=== Work instruction ===
Print the data once more, exactly as supplied.
━━━━━ Material for this task
//! Block accumulation with 50% overlap
//!
//! Incoming samples arrive in arbitrary-sized chunks; analysis wants
//! fixed-size windowed blocks that overlap by half. [`BlockBuffer`] bridges
//! the two: it keeps a rolling tail of `size / 2` samples so every input
//! sample appears in exactly two emitted blocks.

use super::Window;

pub struct BlockBuffer {
    size: usize,
    hop: usize,
    window: Vec<f32>,
    pending: Vec<f32>,
    /// Scratch for the windowed copy handed to the callback
    block: Vec<f32>,
}

impl BlockBuffer {
    /// Create a buffer emitting blocks of `size` samples at 50% overlap
    ///
    /// `size` must be even; the hop is `size / 2`.
    pub fn new(size: usize, window: Window) -> Self {
        debug_assert!(size >= 2 && size % 2 == 0, "block size must be even");
        Self {
            size,
            hop: size / 2,
            window: window.table(size),
            pending: Vec::with_capacity(size * 2),
            block: vec![0.0; size],
        }
    }

    pub fn size(&self) -> usize {
        self.size
    }

    pub fn hop(&self) -> usize {
        self.hop
    }

    /// Number of buffered samples not yet part of an emitted block start
    pub fn pending_len(&self) -> usize {
        self.pending.len()
    }

    /// Feed samples, invoking `on_block` for every completed windowed block
    pub fn push(&mut self, samples: &[f32], mut on_block: impl FnMut(&[f32])) {
        self.pending.extend_from_slice(samples);

        while self.pending.len() >= self.size {
            self.block.copy_from_slice(&self.pending[..self.size]);
            for (dst, w) in self.block.iter_mut().zip(&self.window) {
                *dst *= *w;
            }
            on_block(&self.block);
            self.pending.drain(..self.hop);
        }
    }

    /// Discard buffered input (used on rewind)
    pub fn clear(&mut self) {
        self.pending.clear();
    }
}

#[cfg(test)]
mod tests {
    use super::*;

    #[test]
    fn emits_overlapping_blocks() {
        let mut buf = BlockBuffer::new(8, Window::Rectangle);
        let input: Vec<f32> = (0..20).map(|i| i as f32).collect();
        let mut blocks: Vec<Vec<f32>> = Vec::new();
        buf.push(&input, |b| blocks.push(b.to_vec()));

        // 20 samples, block 8, hop 4: blocks start at 0, 4, 8, 12
        assert_eq!(blocks.len(), 4);
        assert_eq!(blocks[0], (0..8).map(|i| i as f32).collect::<Vec<_>>());
        assert_eq!(blocks[1][0], 4.0);
        assert_eq!(blocks[3][7], 19.0);
    }

    #[test]
    fn handles_fragmented_input() {
        let mut whole = BlockBuffer::new(16, Window::Hann);
        let mut split = BlockBuffer::new(16, Window::Hann);
        let input: Vec<f32> = (0..64).map(|i| (i as f32 * 0.1).sin()).collect();

        let mut a: Vec<Vec<f32>> = Vec::new();
        whole.push(&input, |b| a.push(b.to_vec()));

        let mut b: Vec<Vec<f32>> = Vec::new();
        for chunk in input.chunks(5) {
            split.push(chunk, |blk| b.push(blk.to_vec()));
        }

        assert_eq!(a, b);
    }

    #[test]
    fn window_is_applied() {
        let mut buf = BlockBuffer::new(8, Window::Hann);
        let mut blocks: Vec<Vec<f32>> = Vec::new();
        buf.push(&[1.0; 8], |b| blocks.push(b.to_vec()));
        assert_eq!(blocks.len(), 1);
        // Periodic Hann starts at zero
        assert!(blocks[0][0].abs() < 1e-7);
        assert!((blocks[0][4] - 1.0).abs() < 1e-6);
    }
}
━━━━━━━━━━
=== Task output ===
//! Block accumulation with 50% overlap
//!
//! Incoming samples arrive in arbitrary-sized chunks; analysis wants
//! fixed-size windowed blocks that overlap by half. [`BlockBuffer`] bridges
//! the two: it keeps a rolling tail of `size / 2` samples so every input
//! sample appears in exactly two emitted blocks.

use super::Window;

pub struct BlockBuffer {
    size: usize,
    hop: usize,
    window: Vec<f32>,
    pending: Vec<f32>,
    /// Scratch for the windowed copy handed to the callback
    block: Vec<f32>,
}

impl BlockBuffer {
    /// Create a buffer emitting blocks of `size` samples at 50% overlap
    ///
    /// `size` must be even; the hop is `size / 2`.
    pub fn new(size: usize, window: Window) -> Self {
        debug_assert!(size >= 2 && size % 2 == 0, "block size must be even");
        Self {
            size,
            hop: size / 2,
            window: window.table(size),
            pending: Vec::with_capacity(size * 2),
            block: vec![0.0; size],
        }
    }

    pub fn size(&self) -> usize {
        self.size
    }

    pub fn hop(&self) -> usize {
        self.hop
    }

    /// Number of buffered samples not yet part of an emitted block start
    pub fn pending_len(&self) -> usize {
        self.pending.len()
    }

    /// Feed samples, invoking `on_block` for every completed windowed block
    pub fn push(&mut self, samples: &[f32], mut on_block: impl FnMut(&[f32])) {
        self.pending.extend_from_slice(samples);

        while self.pending.len() >= self.size {
            self.block.copy_from_slice(&self.pending[..self.size]);
            for (dst, w) in self.block.iter_mut().zip(&self.window) {
                *dst *= *w;
            }
            on_block(&self.block);
            self.pending.drain(..self.hop);
        }
    }

    /// Discard buffered input (used on rewind)
    pub fn clear(&mut self) {
        self.pending.clear();
    }
}

#[cfg(test)]
mod tests {
    use super::*;

    #[test]
    fn emits_overlapping_blocks() {
        let mut buf = BlockBuffer::new(8, Window::Rectangle);
        let input: Vec<f32> = (0..20).map(|i| i as f32).collect();
        let mut blocks: Vec<Vec<f32>> = Vec::new();
        buf.push(&input, |b| blocks.push(b.to_vec()));

        // 20 samples, block 8, hop 4: blocks start at 0, 4, 8, 12
        assert_eq!(blocks.len(), 4);
        assert_eq!(blocks[0], (0..8).map(|i| i as f32).collect::<Vec<_>>());
        assert_eq!(blocks[1][0], 4.0);
        assert_eq!(blocks[3][7], 19.0);
    }

    #[test]
    fn handles_fragmented_input() {
        let mut whole = BlockBuffer::new(16, Window::Hann);
        let mut split = BlockBuffer::new(16, Window::Hann);
        let input: Vec<f32> = (0..64).map(|i| (i as f32 * 0.1).sin()).collect();

        let mut a: Vec<Vec<f32>> = Vec::new();
        whole.push(&input, |b| a.push(b.to_vec()));

        let mut b: Vec<Vec<f32>> = Vec::new();
        for chunk in input.chunks(5) {
            split.push(chunk, |blk| b.push(blk.to_vec()));
        }

        assert_eq!(a, b);
    }

    #[test]
    fn window_is_applied() {
        let mut buf = BlockBuffer::new(8, Window::Hann);
        let mut blocks: Vec<Vec<f32>> = Vec::new();
        buf.push(&[1.0; 8], |b| blocks.push(b.to_vec()));
        assert_eq!(blocks.len(), 1);
        // Periodic Hann starts at zero
        assert!(blocks[0][0].abs() < 1e-7);
        assert!((blocks[0][4] - 1.0).abs() < 1e-6);
    }
}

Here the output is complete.